** Input records follows **
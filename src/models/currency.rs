//! Currency code handling.
//!
//! The ledger never converts between currencies; it only compares codes.
//! Codes are stored as three uppercase ASCII letters (ISO 4217 style).

/// Normalize a user-supplied currency code.
///
/// Trims whitespace and uppercases. Returns `None` unless the result is
/// exactly three ASCII letters.
///
/// ```text
/// "usd"  -> Some("USD")
/// " EUR" -> Some("EUR")
/// "US"   -> None
/// "U$D"  -> None
/// ```
pub fn normalize_currency(code: &str) -> Option<String> {
    let code = code.trim();
    if code.len() == 3 && code.bytes().all(|b| b.is_ascii_alphabetic()) {
        Some(code.to_ascii_uppercase())
    } else {
        None
    }
}

/// Default currency for new cards when the request omits one.
pub fn default_currency() -> String {
    "USD".to_string()
}
//! Data models representing database entities.
//!
//! This module contains all data structures that map to database tables, plus the request/response bodies built from them.

/// API key authentication model
pub mod api_key;
/// Bank card model
pub mod card;
/// Currency code helpers
pub mod currency;
/// Pagination types
pub mod page;
/// Card-to-card transfer model
pub mod transfer;
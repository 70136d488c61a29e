//! HTTP middleware components.
//!
//! Middleware run before route handlers. They can authenticate requests
//! and short-circuit the ones that are not allowed through.

/// API key authentication middleware
pub mod auth;
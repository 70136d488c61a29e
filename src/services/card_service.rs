//! Card service - issuing, lookup, status changes and deletion.
//!
//! Self-service operations are always scoped to the caller's user id.
//! Administrative operations (`get_card`, `list_all_cards`, `create_card`,
//! `set_card_status`, `delete_card`) are not; role checks happen in the
//! handlers before these are called.

use chrono::NaiveDate;
use uuid::Uuid;

use crate::{
    error::AppError,
    models::{
        card::{Card, CardStatus, CreateCardRequest, NewCard, normalize_card_number},
        currency::normalize_currency,
        page::{Page, PageRequest},
    },
    services::card_lifecycle,
    store::CardStore,
};

/// The caller's own cards, newest first.
pub async fn list_my_cards<S: CardStore + ?Sized>(
    store: &S,
    user_id: Uuid,
    page: PageRequest,
) -> Result<Page<Card>, AppError> {
    tracing::debug!(user_id = %user_id, "Fetching cards for user");
    store.find_cards_by_owner(user_id, page).await
}

/// Cards of any owner (administrators).
pub async fn list_cards_by_owner<S: CardStore + ?Sized>(
    store: &S,
    owner_id: Uuid,
    page: PageRequest,
) -> Result<Page<Card>, AppError> {
    store.find_cards_by_owner(owner_id, page).await
}

/// Every card (administrators).
pub async fn list_all_cards<S: CardStore + ?Sized>(
    store: &S,
    page: PageRequest,
) -> Result<Page<Card>, AppError> {
    tracing::debug!("Fetching all cards (admin)");
    store.find_all_cards(page).await
}

/// One of the caller's cards.
///
/// # Errors
///
/// - `CardNotFound`: card doesn't exist or belongs to someone else
pub async fn get_my_card<S: CardStore + ?Sized>(
    store: &S,
    user_id: Uuid,
    card_id: Uuid,
) -> Result<Card, AppError> {
    store
        .find_card_for_owner(card_id, user_id)
        .await?
        .ok_or(AppError::CardNotFound)
}

/// Any card by id (administrators).
pub async fn get_card<S: CardStore + ?Sized>(store: &S, card_id: Uuid) -> Result<Card, AppError> {
    store.find_card(card_id).await?.ok_or(AppError::CardNotFound)
}

/// Issue a new card.
///
/// # Process
///
/// 1. Validate and normalize number, holder name, currency, opening balance
/// 2. Reject duplicate card numbers
/// 3. Insert with status ACTIVE
///
/// # Errors
///
/// - `InvalidRequest`: malformed input, or an expiration date already in the past
/// - `Conflict`: card number already issued
pub async fn create_card<S: CardStore + ?Sized>(
    store: &S,
    request: CreateCardRequest,
    today: NaiveDate,
) -> Result<Card, AppError> {
    let card_number = normalize_card_number(&request.card_number).ok_or_else(|| {
        AppError::InvalidRequest("Card number must be 13 to 19 digits".to_string())
    })?;

    let holder_name = request.holder_name.trim().to_string();
    if holder_name.is_empty() || holder_name.chars().count() > 100 {
        return Err(AppError::InvalidRequest(
            "Holder name must be between 1 and 100 characters".to_string(),
        ));
    }

    let currency = normalize_currency(&request.currency).ok_or_else(|| {
        AppError::InvalidRequest("Currency must be a 3-letter code".to_string())
    })?;

    if request.initial_balance < 0 {
        return Err(AppError::InvalidRequest(
            "Initial balance cannot be negative".to_string(),
        ));
    }

    if request.expiration_date < today {
        return Err(AppError::InvalidRequest(
            "Expiration date is in the past".to_string(),
        ));
    }

    if store.card_number_exists(&card_number).await? {
        return Err(AppError::Conflict(
            "Card with this number already exists".to_string(),
        ));
    }

    let card = store
        .insert_card(NewCard {
            owner_id: request.owner_id,
            card_number,
            holder_name,
            expiration_date: request.expiration_date,
            currency,
            balance: request.initial_balance,
        })
        .await?;

    tracing::info!(card_id = %card.id, owner_id = %card.owner_id, "Card created");

    Ok(card)
}

/// Set a card's status (administrators).
///
/// # Errors
///
/// - `CardNotFound`: no such card
/// - `InvalidTransition`: card already has that status
pub async fn set_card_status<S: CardStore + ?Sized>(
    store: &S,
    card_id: Uuid,
    status: CardStatus,
) -> Result<Card, AppError> {
    let mut card = get_card(store, card_id).await?;
    card_lifecycle::set_status(&mut card, status)?;

    let updated = store.save_card_status(card_id, card.status).await?;
    tracing::info!(card_id = %card_id, status = %status, "Card status updated");

    Ok(updated)
}

/// Block one of the caller's own cards.
///
/// Owners may block but never re-activate; activation stays with
/// administrators.
pub async fn block_my_card<S: CardStore + ?Sized>(
    store: &S,
    user_id: Uuid,
    card_id: Uuid,
) -> Result<Card, AppError> {
    let mut card = get_my_card(store, user_id, card_id).await?;
    card_lifecycle::set_status(&mut card, CardStatus::Blocked)?;

    let updated = store.save_card_status(card_id, card.status).await?;
    tracing::info!(card_id = %card_id, user_id = %user_id, "Card blocked by owner");

    Ok(updated)
}

/// The caller's cards whose expiration date has passed.
pub async fn list_expired_cards<S: CardStore + ?Sized>(
    store: &S,
    user_id: Uuid,
    today: NaiveDate,
) -> Result<Vec<Card>, AppError> {
    store.find_expired_cards(user_id, today).await
}

/// Sum of the caller's usable card balances. 0 when there are none.
pub async fn total_balance<S: CardStore + ?Sized>(
    store: &S,
    user_id: Uuid,
    today: NaiveDate,
) -> Result<i64, AppError> {
    store.sum_active_balance(user_id, today).await
}

/// Delete a card (administrators).
///
/// # Errors
///
/// - `CardNotFound`: no such card
/// - `Conflict`: positive balance, or the card has transfer history
pub async fn delete_card<S: CardStore + ?Sized>(store: &S, card_id: Uuid) -> Result<(), AppError> {
    store.delete_card(card_id).await?;
    tracing::info!(card_id = %card_id, "Card deleted");
    Ok(())
}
** End of Input records **
Problem details:
Please repeat each entry exactly as written.

Result of this exercise:
filename src/models/currency.rs
//! Currency code handling.
//!
//! The ledger never converts between currencies; it only compares codes.
//! Codes are stored as three uppercase ASCII letters (ISO 4217 style).

/// Normalize a user-supplied currency code.
///
/// Trims whitespace and uppercases. Returns `None` unless the result is
/// exactly three ASCII letters.
///
/// ```text
/// "usd"  -> Some("USD")
/// " EUR" -> Some("EUR")
/// "US"   -> None
/// "U$D"  -> None
/// ```
pub fn normalize_currency(code: &str) -> Option<String> {
    let code = code.trim();
    if code.len() == 3 && code.bytes().all(|b| b.is_ascii_alphabetic()) {
        Some(code.to_ascii_uppercase())
    } else {
        None
    }
}

/// Default currency for new cards when the request omits one.
pub fn default_currency() -> String {
    "USD".to_string()
}
//! Data models representing database entities.
//!
//! This module contains all data structures that map to database tables, plus the request/response bodies built from them.

/// API key authentication model
pub mod api_key;
/// Bank card model
pub mod card;
/// Currency code helpers
pub mod currency;
/// Pagination types
pub mod page;
/// Card-to-card transfer model
pub mod transfer;
repository 70136d488c61a29e
//! HTTP middleware components.
//!
//! Middleware run before route handlers. They can authenticate requests
//! and short-circuit the ones that are not allowed through.

/// API key authentication middleware
pub mod auth;
repository 70136d488c61a29e
filename src/services/card_service.rs
//! Card service - issuing, lookup, status changes and deletion.
//!
//! Self-service operations are always scoped to the caller's user id.
//! Administrative operations (`get_card`, `list_all_cards`, `create_card`,
//! `set_card_status`, `delete_card`) are not; role checks happen in the
//! handlers before these are called.

use chrono::NaiveDate;
use uuid::Uuid;

use crate::{
    error::AppError,
    models::{
        card::{Card, CardStatus, CreateCardRequest, NewCard, normalize_card_number},
        currency::normalize_currency,
        page::{Page, PageRequest},
    },
    services::card_lifecycle,
    store::CardStore,
};

/// The caller's own cards, newest first.
pub async fn list_my_cards<S: CardStore + ?Sized>(
    store: &S,
    user_id: Uuid,
    page: PageRequest,
) -> Result<Page<Card>, AppError> {
    tracing::debug!(user_id = %user_id, "Fetching cards for user");
    store.find_cards_by_owner(user_id, page).await
}

/// Cards of any owner (administrators).
pub async fn list_cards_by_owner<S: CardStore + ?Sized>(
    store: &S,
    owner_id: Uuid,
    page: PageRequest,
) -> Result<Page<Card>, AppError> {
    store.find_cards_by_owner(owner_id, page).await
}

/// Every card (administrators).
pub async fn list_all_cards<S: CardStore + ?Sized>(
    store: &S,
    page: PageRequest,
) -> Result<Page<Card>, AppError> {
    tracing::debug!("Fetching all cards (admin)");
    store.find_all_cards(page).await
}

/// One of the caller's cards.
///
/// # Errors
///
/// - `CardNotFound`: card doesn't exist or belongs to someone else
pub async fn get_my_card<S: CardStore + ?Sized>(
    store: &S,
    user_id: Uuid,
    card_id: Uuid,
) -> Result<Card, AppError> {
    store
        .find_card_for_owner(card_id, user_id)
        .await?
        .ok_or(AppError::CardNotFound)
}

/// Any card by id (administrators).
pub async fn get_card<S: CardStore + ?Sized>(store: &S, card_id: Uuid) -> Result<Card, AppError> {
    store.find_card(card_id).await?.ok_or(AppError::CardNotFound)
}

/// Issue a new card.
///
/// # Process
///
/// 1. Validate and normalize number, holder name, currency, opening balance
/// 2. Reject duplicate card numbers
/// 3. Insert with status ACTIVE
///
/// # Errors
///
/// - `InvalidRequest`: malformed input, or an expiration date already in the past
/// - `Conflict`: card number already issued
pub async fn create_card<S: CardStore + ?Sized>(
    store: &S,
    request: CreateCardRequest,
    today: NaiveDate,
) -> Result<Card, AppError> {
    let card_number = normalize_card_number(&request.card_number).ok_or_else(|| {
        AppError::InvalidRequest("Card number must be 13 to 19 digits".to_string())
    })?;

    let holder_name = request.holder_name.trim().to_string();
    if holder_name.is_empty() || holder_name.chars().count() > 100 {
        return Err(AppError::InvalidRequest(
            "Holder name must be between 1 and 100 characters".to_string(),
        ));
    }

    let currency = normalize_currency(&request.currency).ok_or_else(|| {
        AppError::InvalidRequest("Currency must be a 3-letter code".to_string())
    })?;

    if request.initial_balance < 0 {
        return Err(AppError::InvalidRequest(
            "Initial balance cannot be negative".to_string(),
        ));
    }

    if request.expiration_date < today {
        return Err(AppError::InvalidRequest(
            "Expiration date is in the past".to_string(),
        ));
    }

    if store.card_number_exists(&card_number).await? {
        return Err(AppError::Conflict(
            "Card with this number already exists".to_string(),
        ));
    }

    let card = store
        .insert_card(NewCard {
            owner_id: request.owner_id,
            card_number,
            holder_name,
            expiration_date: request.expiration_date,
            currency,
            balance: request.initial_balance,
        })
        .await?;

    tracing::info!(card_id = %card.id, owner_id = %card.owner_id, "Card created");

    Ok(card)
}

/// Set a card's status (administrators).
///
/// # Errors
///
/// - `CardNotFound`: no such card
/// - `InvalidTransition`: card already has that status
pub async fn set_card_status<S: CardStore + ?Sized>(
    store: &S,
    card_id: Uuid,
    status: CardStatus,
) -> Result<Card, AppError> {
    let mut card = get_card(store, card_id).await?;
    card_lifecycle::set_status(&mut card, status)?;

    let updated = store.save_card_status(card_id, card.status).await?;
    tracing::info!(card_id = %card_id, status = %status, "Card status updated");

    Ok(updated)
}

/// Block one of the caller's own cards.
///
/// Owners may block but never re-activate; activation stays with
/// administrators.
pub async fn block_my_card<S: CardStore + ?Sized>(
    store: &S,
    user_id: Uuid,
    card_id: Uuid,
) -> Result<Card, AppError> {
    let mut card = get_my_card(store, user_id, card_id).await?;
    card_lifecycle::set_status(&mut card, CardStatus::Blocked)?;

    let updated = store.save_card_status(card_id, card.status).await?;
    tracing::info!(card_id = %card_id, user_id = %user_id, "Card blocked by owner");

    Ok(updated)
}

/// The caller's cards whose expiration date has passed.
pub async fn list_expired_cards<S: CardStore + ?Sized>(
    store: &S,
    user_id: Uuid,
    today: NaiveDate,
) -> Result<Vec<Card>, AppError> {
    store.find_expired_cards(user_id, today).await
}

/// Sum of the caller's usable card balances. 0 when there are none.
pub async fn total_balance<S: CardStore + ?Sized>(
    store: &S,
    user_id: Uuid,
    today: NaiveDate,
) -> Result<i64, AppError> {
    store.sum_active_balance(user_id, today).await
}

/// Delete a card (administrators).
///
/// # Errors
///
/// - `CardNotFound`: no such card
/// - `Conflict`: positive balance, or the card has transfer history
pub async fn delete_card<S: CardStore + ?Sized>(store: &S, card_id: Uuid) -> Result<(), AppError> {
    store.delete_card(card_id).await?;
    tracing::info!(card_id = %card_id, "Card deleted");
    Ok(())
}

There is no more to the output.